III.F. Adapt scholar-spaces to the peculiar habits of the individual scholar.

Following in the spirit of ubiquitous computing and personal information design, we will enrich the scholar's environment rather than expect to contain all scholarly activities in a single box. While individual productivity tools -- word processors, multimedia mail applications, presentation applications -- may be obtained from commercial vendors, we do not expect scholarly workspaces to appear ready-made from commercial sources, simply because scholarly habits do not match the workflow practices of a business office.

These principles:

- Augment only where technology does what cannot be done using traditional media,

- Preserve the intellectual content of the scholar's work over all changes in technology,

- Raze the wall between "research-ware" and "learning-ware,"

- Lower the walls between disciplinary tools,

- Design for the scholars and scholarly practices,

- Adapt scholar-spaces to the peculiar habits of the individual scholar

place consequent requirements on the technological and organizational infrastructures, which are the subject of the next two sections.


[23] cite: (look up CS PCD seminar abstract from 1993-1994, on sense-making.) I prefer "sense-making" to "finding aid" because of its greater generality and because it captures better how we might use information tools.
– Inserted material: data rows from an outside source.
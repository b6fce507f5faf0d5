//! Non-negative least squares (Lawson-Hanson active set).
//!
//! ```text
//! minimize ||A x - b||_2   subject to   x >= 0
//! ```
//!
//! Variables move between an active set (pinned at zero) and a passive set
//! (free). Each inner step solves the unconstrained problem on the passive
//! columns and, if that leaves the feasible region, walks back along the
//! segment to the first blocking bound.
//!
//! The loop runs on a normalized copy of the problem: every non-zero column
//! and `b` are scaled to unit 2-norm, so the tolerances below are relative and
//! the solve behaves the same at any flux scale.

use nalgebra::{DMatrix, DVector};
use tracing::debug;

use crate::error::FitError;
use crate::math::solve_least_squares;

/// Solver knobs. `None` picks the default.
#[derive(Debug, Clone, Copy, Default)]
pub struct NnlsOptions {
    /// Cap on inner iterations; defaults to `3 * ncols`.
    pub max_iter: Option<usize>,
    /// Dual feasibility tolerance on the normalized problem; defaults to
    /// `10 * eps * ||A||_1 * max(m, n)`.
    pub tolerance: Option<f64>,
}

#[derive(Debug, Clone)]
pub struct NnlsSolution {
    /// Solution with every component `>= 0`.
    pub x: DVector<f64>,
    pub iterations: usize,
}

pub fn solve_nnls(a: &DMatrix<f64>, b: &DVector<f64>, opts: &NnlsOptions) -> Result<NnlsSolution, FitError> {
    let (m, n) = a.shape();
    if n == 0 {
        return Err(FitError::EmptyBasis);
    }
    if b.len() != m {
        return Err(FitError::dimension("right-hand side", m, b.len()));
    }

    let b_norm = b.norm();
    if b_norm == 0.0 {
        return Ok(NnlsSolution {
            x: DVector::zeros(n),
            iterations: 0,
        });
    }
    if !b_norm.is_finite() {
        return Err(FitError::singular("NNLS right-hand side is not finite"));
    }

    let col_norms: Vec<f64> = a
        .column_iter()
        .map(|c| {
            let norm = c.norm();
            if norm > 0.0 { norm } else { 1.0 }
        })
        .collect();
    let mut a_unit = a.clone();
    for (mut col, &norm) in a_unit.column_iter_mut().zip(&col_norms) {
        col.scale_mut(1.0 / norm);
    }
    let b_unit = b / b_norm;

    let mut solution = active_set(&a_unit, &b_unit, opts)?;
    for (v, &norm) in solution.x.iter_mut().zip(&col_norms) {
        *v *= b_norm / norm;
    }
    if solution.x.iter().any(|v| !v.is_finite()) {
        return Err(FitError::singular("NNLS produced non-finite weights"));
    }
    Ok(solution)
}

fn active_set(a: &DMatrix<f64>, b: &DVector<f64>, opts: &NnlsOptions) -> Result<NnlsSolution, FitError> {
    let (m, n) = a.shape();
    let max_iter = opts.max_iter.unwrap_or(3 * n).max(1);
    let tol = opts.tolerance.unwrap_or_else(|| default_tolerance(a));

    let mut x = DVector::<f64>::zeros(n);
    let mut passive = vec![false; n];
    // Entering variables whose own subproblem came back non-positive. In exact
    // arithmetic this cannot happen; numerically it would cycle forever.
    let mut rejected = vec![false; n];
    let mut iterations = 0usize;

    let mut w = a.transpose() * (b - a * &x);

    loop {
        let entering = (0..n)
            .filter(|&j| !passive[j] && !rejected[j] && w[j] > tol)
            .max_by(|&i, &j| w[i].total_cmp(&w[j]));
        let Some(j) = entering else {
            break;
        };
        passive[j] = true;
        let mut first_step = true;

        loop {
            iterations += 1;
            if iterations > max_iter {
                return Err(FitError::singular(format!(
                    "NNLS did not converge within {max_iter} iterations"
                )));
            }

            let cols: Vec<usize> = (0..n).filter(|&k| passive[k]).collect();
            let z_sub = solve_least_squares(&a.select_columns(&cols), b).ok_or_else(|| {
                FitError::singular(format!(
                    "least-squares subproblem on {} columns has no finite solution",
                    cols.len()
                ))
            })?;

            let mut z = DVector::<f64>::zeros(n);
            for (&k, &v) in cols.iter().zip(z_sub.iter()) {
                z[k] = v;
            }

            if cols.iter().all(|&k| z[k] > 0.0) {
                x = z;
                rejected.iter_mut().for_each(|r| *r = false);
                break;
            }

            if first_step && z[j] <= 0.0 {
                passive[j] = false;
                rejected[j] = true;
                break;
            }
            first_step = false;

            // Largest step toward z that keeps every passive variable >= 0.
            let mut alpha = 1.0_f64;
            for &k in &cols {
                if z[k] <= 0.0 {
                    let denom = x[k] - z[k];
                    let step = if denom > 0.0 { x[k] / denom } else { 0.0 };
                    alpha = alpha.min(step);
                }
            }
            let step = (&z - &x) * alpha;
            x += step;

            for &k in &cols {
                if x[k] <= tol {
                    x[k] = 0.0;
                    passive[k] = false;
                }
            }
            if !passive.iter().any(|&p| p) {
                break;
            }
        }

        w = a.transpose() * (b - a * &x);
    }

    if x.iter().any(|v| !v.is_finite()) {
        return Err(FitError::singular("NNLS produced non-finite weights"));
    }
    // Round-off can leave tiny negatives behind; the contract is exact.
    x.iter_mut().for_each(|v| *v = v.max(0.0));

    debug!(rows = m, cols = n, iterations, tolerance = tol, "nnls converged");
    Ok(NnlsSolution { x, iterations })
}

fn default_tolerance(a: &DMatrix<f64>) -> f64 {
    let norm_1 = a
        .column_iter()
        .map(|c| c.iter().map(|v| v.abs()).sum::<f64>())
        .fold(0.0_f64, f64::max);
    10.0 * f64::EPSILON * norm_1 * a.nrows().max(a.ncols()) as f64
}
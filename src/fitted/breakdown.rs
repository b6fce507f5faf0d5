//! Aggregation of fit weights into physical categories.

use serde::Serialize;

use crate::domain::{Charge, Contribution, SizeClass, Structure};
use crate::fitted::Fitted;

/// Breakdown keys, in output order.
pub const BREAKDOWN_KEYS: [&str; 14] = [
    "solo", "duo", "trio", "quartet", "quintet", "anion", "neutral", "cation", "small", "medium", "large",
    "nitrogen", "pure", "n_c",
];

/// Fractional contributions per category.
///
/// The structure, charge, and size groups each sum to one when the fit has any
/// weight at all. `nitrogen` and `pure` are the fractions of entries carrying
/// that flag. `n_c` is different in kind: it is the contribution-weighted mean
/// carbon count of the fit, not a fraction.
///
/// Field order is the output order; serializing keeps it.
#[derive(Debug, Clone, Copy, PartialEq, Default, Serialize)]
pub struct Breakdown {
    pub solo: f64,
    pub duo: f64,
    pub trio: f64,
    pub quartet: f64,
    pub quintet: f64,
    pub anion: f64,
    pub neutral: f64,
    pub cation: f64,
    pub small: f64,
    pub medium: f64,
    pub large: f64,
    pub nitrogen: f64,
    pub pure: f64,
    pub n_c: f64,
}

impl Breakdown {
    pub fn values(&self) -> [f64; 14] {
        [
            self.solo,
            self.duo,
            self.trio,
            self.quartet,
            self.quintet,
            self.anion,
            self.neutral,
            self.cation,
            self.small,
            self.medium,
            self.large,
            self.nitrogen,
            self.pure,
            self.n_c,
        ]
    }

    /// `(key, value)` pairs in `BREAKDOWN_KEYS` order.
    pub fn iter(&self) -> impl Iterator<Item = (&'static str, f64)> {
        BREAKDOWN_KEYS.into_iter().zip(self.values())
    }

    pub fn get(&self, key: &str) -> Option<f64> {
        self.iter().find(|(k, _)| *k == key).map(|(_, v)| v)
    }

    pub fn structure(&self, structure: Structure) -> f64 {
        match structure {
            Structure::Solo => self.solo,
            Structure::Duo => self.duo,
            Structure::Trio => self.trio,
            Structure::Quartet => self.quartet,
            Structure::Quintet => self.quintet,
        }
    }

    pub fn charge(&self, charge: Charge) -> f64 {
        match charge {
            Charge::Anion => self.anion,
            Charge::Neutral => self.neutral,
            Charge::Cation => self.cation,
        }
    }

    pub fn size(&self, size: SizeClass) -> f64 {
        match size {
            SizeClass::Small => self.small,
            SizeClass::Medium => self.medium,
            SizeClass::Large => self.large,
        }
    }

    fn structure_mut(&mut self, structure: Structure) -> &mut f64 {
        match structure {
            Structure::Solo => &mut self.solo,
            Structure::Duo => &mut self.duo,
            Structure::Trio => &mut self.trio,
            Structure::Quartet => &mut self.quartet,
            Structure::Quintet => &mut self.quintet,
        }
    }

    fn charge_mut(&mut self, charge: Charge) -> &mut f64 {
        match charge {
            Charge::Anion => &mut self.anion,
            Charge::Neutral => &mut self.neutral,
            Charge::Cation => &mut self.cation,
        }
    }

    fn size_mut(&mut self, size: SizeClass) -> &mut f64 {
        match size {
            SizeClass::Small => &mut self.small,
            SizeClass::Medium => &mut self.medium,
            SizeClass::Large => &mut self.large,
        }
    }
}

impl Fitted {
    /// Breakdown by raw fit weight.
    pub fn breakdown(&self) -> Breakdown {
        self.breakdown_by(Contribution::Weight)
    }

    /// Breakdown using the given per-entry contribution.
    pub fn breakdown_by(&self, by: Contribution) -> Breakdown {
        let contributions = self.contributions(by);
        let total: f64 = contributions.iter().sum();
        if !(total > 0.0) {
            return Breakdown::default();
        }

        let mut out = Breakdown::default();
        for (entry, &c) in self.basis().entries().iter().zip(&contributions) {
            if c <= 0.0 {
                continue;
            }
            let meta = &entry.metadata;
            *out.structure_mut(meta.structure) += c;
            *out.charge_mut(meta.charge) += c;
            *out.size_mut(meta.size) += c;
            if meta.nitrogen {
                out.nitrogen += c;
            }
            if meta.pure {
                out.pure += c;
            }
            out.n_c += c * f64::from(meta.n_c);
        }

        for structure in Structure::ALL {
            *out.structure_mut(structure) /= total;
        }
        for charge in Charge::ALL {
            *out.charge_mut(charge) /= total;
        }
        for size in SizeClass::ALL {
            *out.size_mut(size) /= total;
        }
        out.nitrogen /= total;
        out.pure /= total;
        out.n_c /= total;

        out
    }
}
//! Non-negative decomposition of an observation over a basis set.
//!
//! Given basis spectra `A` (one column per entry, rows on the shared grid) and
//! an observed flux `y`, we solve
//!
//! ```text
//! minimize ||A w - y||_2   subject to   w >= 0
//! ```
//!
//! and keep `A w` and `y - A w` alongside the weights.

use std::sync::Arc;

use nalgebra::{DMatrix, DVector};
use tracing::{debug, info};

use crate::domain::{BasisSet, Observation, ensure_same_grid};
use crate::error::FitError;
use crate::fitted::{FitMethod, Fitted};
use crate::math::{NnlsOptions, solve_nnls};

/// Options that affect how the decomposition is computed.
#[derive(Debug, Clone, Copy, Default)]
pub struct SolverOptions {
    /// Cap on active-set iterations; defaults to three times the basis size.
    pub max_iter: Option<usize>,
    /// Optimality tolerance on the unit-normalized problem; defaults to a
    /// value scaled by `||A||_1`.
    pub tolerance: Option<f64>,
}

#[derive(Debug, Clone, Default)]
pub struct Solver {
    options: SolverOptions,
}

impl Solver {
    pub fn new(options: SolverOptions) -> Self {
        Self { options }
    }

    pub fn options(&self) -> SolverOptions {
        self.options
    }

    /// Fit `observation` as a non-negative combination of `basis`.
    ///
    /// The observation abscissa must match the basis grid sample for sample.
    pub fn fit(
        &self,
        basis: impl Into<Arc<BasisSet>>,
        observation: impl Into<Arc<Observation>>,
    ) -> Result<Fitted, FitError> {
        let basis = basis.into();
        let observation = observation.into();

        if basis.is_empty() {
            return Err(FitError::EmptyBasis);
        }
        ensure_same_grid("abscissa", basis.grid(), observation.abscissa())?;

        let n = observation.len();
        let m = basis.len();
        let entries = basis.entries();
        let a = DMatrix::<f64>::from_fn(n, m, |i, j| entries[j].intensity[i]);
        let y = DVector::<f64>::from_column_slice(observation.flux());

        debug!(samples = n, entries = m, "solving non-negative decomposition");
        let solution = solve_nnls(
            &a,
            &y,
            &NnlsOptions {
                max_iter: self.options.max_iter,
                tolerance: self.options.tolerance,
            },
        )?;

        let fitted_col = &a * &solution.x;
        let fitted: Vec<f64> = fitted_col.iter().copied().collect();
        let residual: Vec<f64> = observation
            .flux()
            .iter()
            .zip(&fitted)
            .map(|(y, f)| y - f)
            .collect();
        let weights: Vec<f64> = solution.x.iter().copied().collect();

        let active = weights.iter().filter(|&&w| w > 0.0).count();
        info!(
            entries = m,
            active,
            iterations = solution.iterations,
            "fit complete"
        );

        Ok(Fitted::from_parts(
            basis,
            observation,
            weights,
            fitted,
            residual,
            FitMethod::Nnlc,
        ))
    }
}

#[cfg(test)]
mod tests {
    use super::*;
    use crate::domain::{AbscissaUnit, BasisEntry, Charge, Metadata, SizeClass, Structure};

    fn entry(uid: u32, intensity: Vec<f64>) -> BasisEntry {
        BasisEntry {
            uid,
            metadata: Metadata {
                charge: Charge::Neutral,
                size: SizeClass::Small,
                structure: Structure::Solo,
                nitrogen: false,
                pure: true,
                n_c: 24,
                formula: None,
            },
            intensity,
        }
    }

    fn two_entry_basis() -> BasisSet {
        BasisSet::new(
            vec![1.0, 2.0, 3.0, 4.0],
            vec![
                entry(1, vec![1.0, 0.5, 0.0, 0.0]),
                entry(2, vec![0.0, 0.0, 0.5, 1.0]),
            ],
        )
        .unwrap()
    }

    /// Entries 1 and 2 plus an unused entry 3, all scaled by `scale`.
    fn three_entry_basis(scale: f64) -> BasisSet {
        let scaled = |v: [f64; 4]| -> Vec<f64> { v.iter().map(|x| x * scale).collect() };
        BasisSet::new(
            vec![1.0, 2.0, 3.0, 4.0],
            vec![
                entry(1, scaled([1.0, 0.5, 0.0, 0.0])),
                entry(2, scaled([0.0, 0.0, 0.5, 1.0])),
                entry(3, scaled([0.0, 1.0, 1.0, 0.0])),
            ],
        )
        .unwrap()
    }

    fn exact_mix(scale: f64) -> Observation {
        let flux: Vec<f64> = [2.0, 1.0, 1.5, 3.0].iter().map(|y| y * scale).collect();
        Observation::new(AbscissaUnit::Wavelength, vec![1.0, 2.0, 3.0, 4.0], flux, vec![0.1 * scale; 4]).unwrap()
    }

    #[test]
    fn recovers_exact_combination() {
        let fit = Solver::default().fit(three_entry_basis(1.0), exact_mix(1.0)).unwrap();
        assert_eq!(fit.method(), "NNLC");
        assert!((fit.weight(1) - 2.0).abs() < 1e-9);
        assert!((fit.weight(2) - 3.0).abs() < 1e-9);
        assert_eq!(fit.weight(3), 0.0);
        assert!(fit.global_error() < 1e-9);
        assert!(fit.residual().iter().all(|r| r.abs() < 1e-9));
    }

    #[test]
    fn recovers_weights_at_physical_flux_scale() {
        for scale in [1e-8, 1e-12, 1e-20] {
            let fit = Solver::default()
                .fit(three_entry_basis(scale), exact_mix(scale))
                .unwrap();
            assert!((fit.weight(1) - 2.0).abs() < 1e-9, "scale {scale}: {:?}", fit.weight_vector());
            assert!((fit.weight(2) - 3.0).abs() < 1e-9, "scale {scale}: {:?}", fit.weight_vector());
            assert_eq!(fit.weight(3), 0.0);
            assert!(fit.global_error() < 1e-9, "scale {scale}");
        }
    }

    #[test]
    fn weights_never_go_negative() {
        // Best unconstrained fit would use a negative weight on entry 2.
        let flux = vec![2.0, 1.0, -0.5, -1.0];
        let obs = Observation::new(AbscissaUnit::Wavelength, vec![1.0, 2.0, 3.0, 4.0], flux, vec![0.0; 4]).unwrap();

        let fit = Solver::default().fit(two_entry_basis(), obs).unwrap();
        assert!(fit.weight_vector().iter().all(|&w| w >= 0.0));
        assert_eq!(fit.weight(2), 0.0);
        assert!((fit.weight(1) - 2.0).abs() < 1e-9);
    }

    #[test]
    fn mismatched_grid_is_rejected() {
        let short = Observation::new(AbscissaUnit::Wavelength, vec![1.0, 2.0, 3.0], vec![1.0; 3], vec![0.0; 3]).unwrap();
        let err = Solver::default().fit(two_entry_basis(), short).unwrap_err();
        assert!(matches!(err, FitError::DimensionMismatch { .. }));

        let shifted =
            Observation::new(AbscissaUnit::Wavelength, vec![1.0, 2.0, 3.0, 4.5], vec![1.0; 4], vec![0.0; 4]).unwrap();
        let err = Solver::default().fit(two_entry_basis(), shifted).unwrap_err();
        assert!(matches!(err, FitError::DimensionMismatch { .. }));
    }

    #[test]
    fn fit_shares_inputs_without_copying() {
        let basis = Arc::new(two_entry_basis());
        let obs = Arc::new(
            Observation::new(AbscissaUnit::Wavelength, vec![1.0, 2.0, 3.0, 4.0], vec![1.0; 4], vec![0.0; 4]).unwrap(),
        );
        let fit = Solver::default().fit(Arc::clone(&basis), Arc::clone(&obs)).unwrap();
        assert_eq!(fit.basis(), basis.as_ref());
        assert_eq!(Arc::strong_count(&basis), 2);
    }
}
[24] A very practical consequence is that academic software developers can work on capability masks, templates and rich structured media composition tools, which tend to be more useful than software or hardware that's bound to one syllabus. Textbooks written in Mathematica can be viewed as an extremely sophisticated examples of such "software narrative."

[25] Of course, there is no real beginning to this spiral. See, for example Derrida's examination of Condillac's "origin of writing" in the section on writing and telecommunication inSignature, Event Context.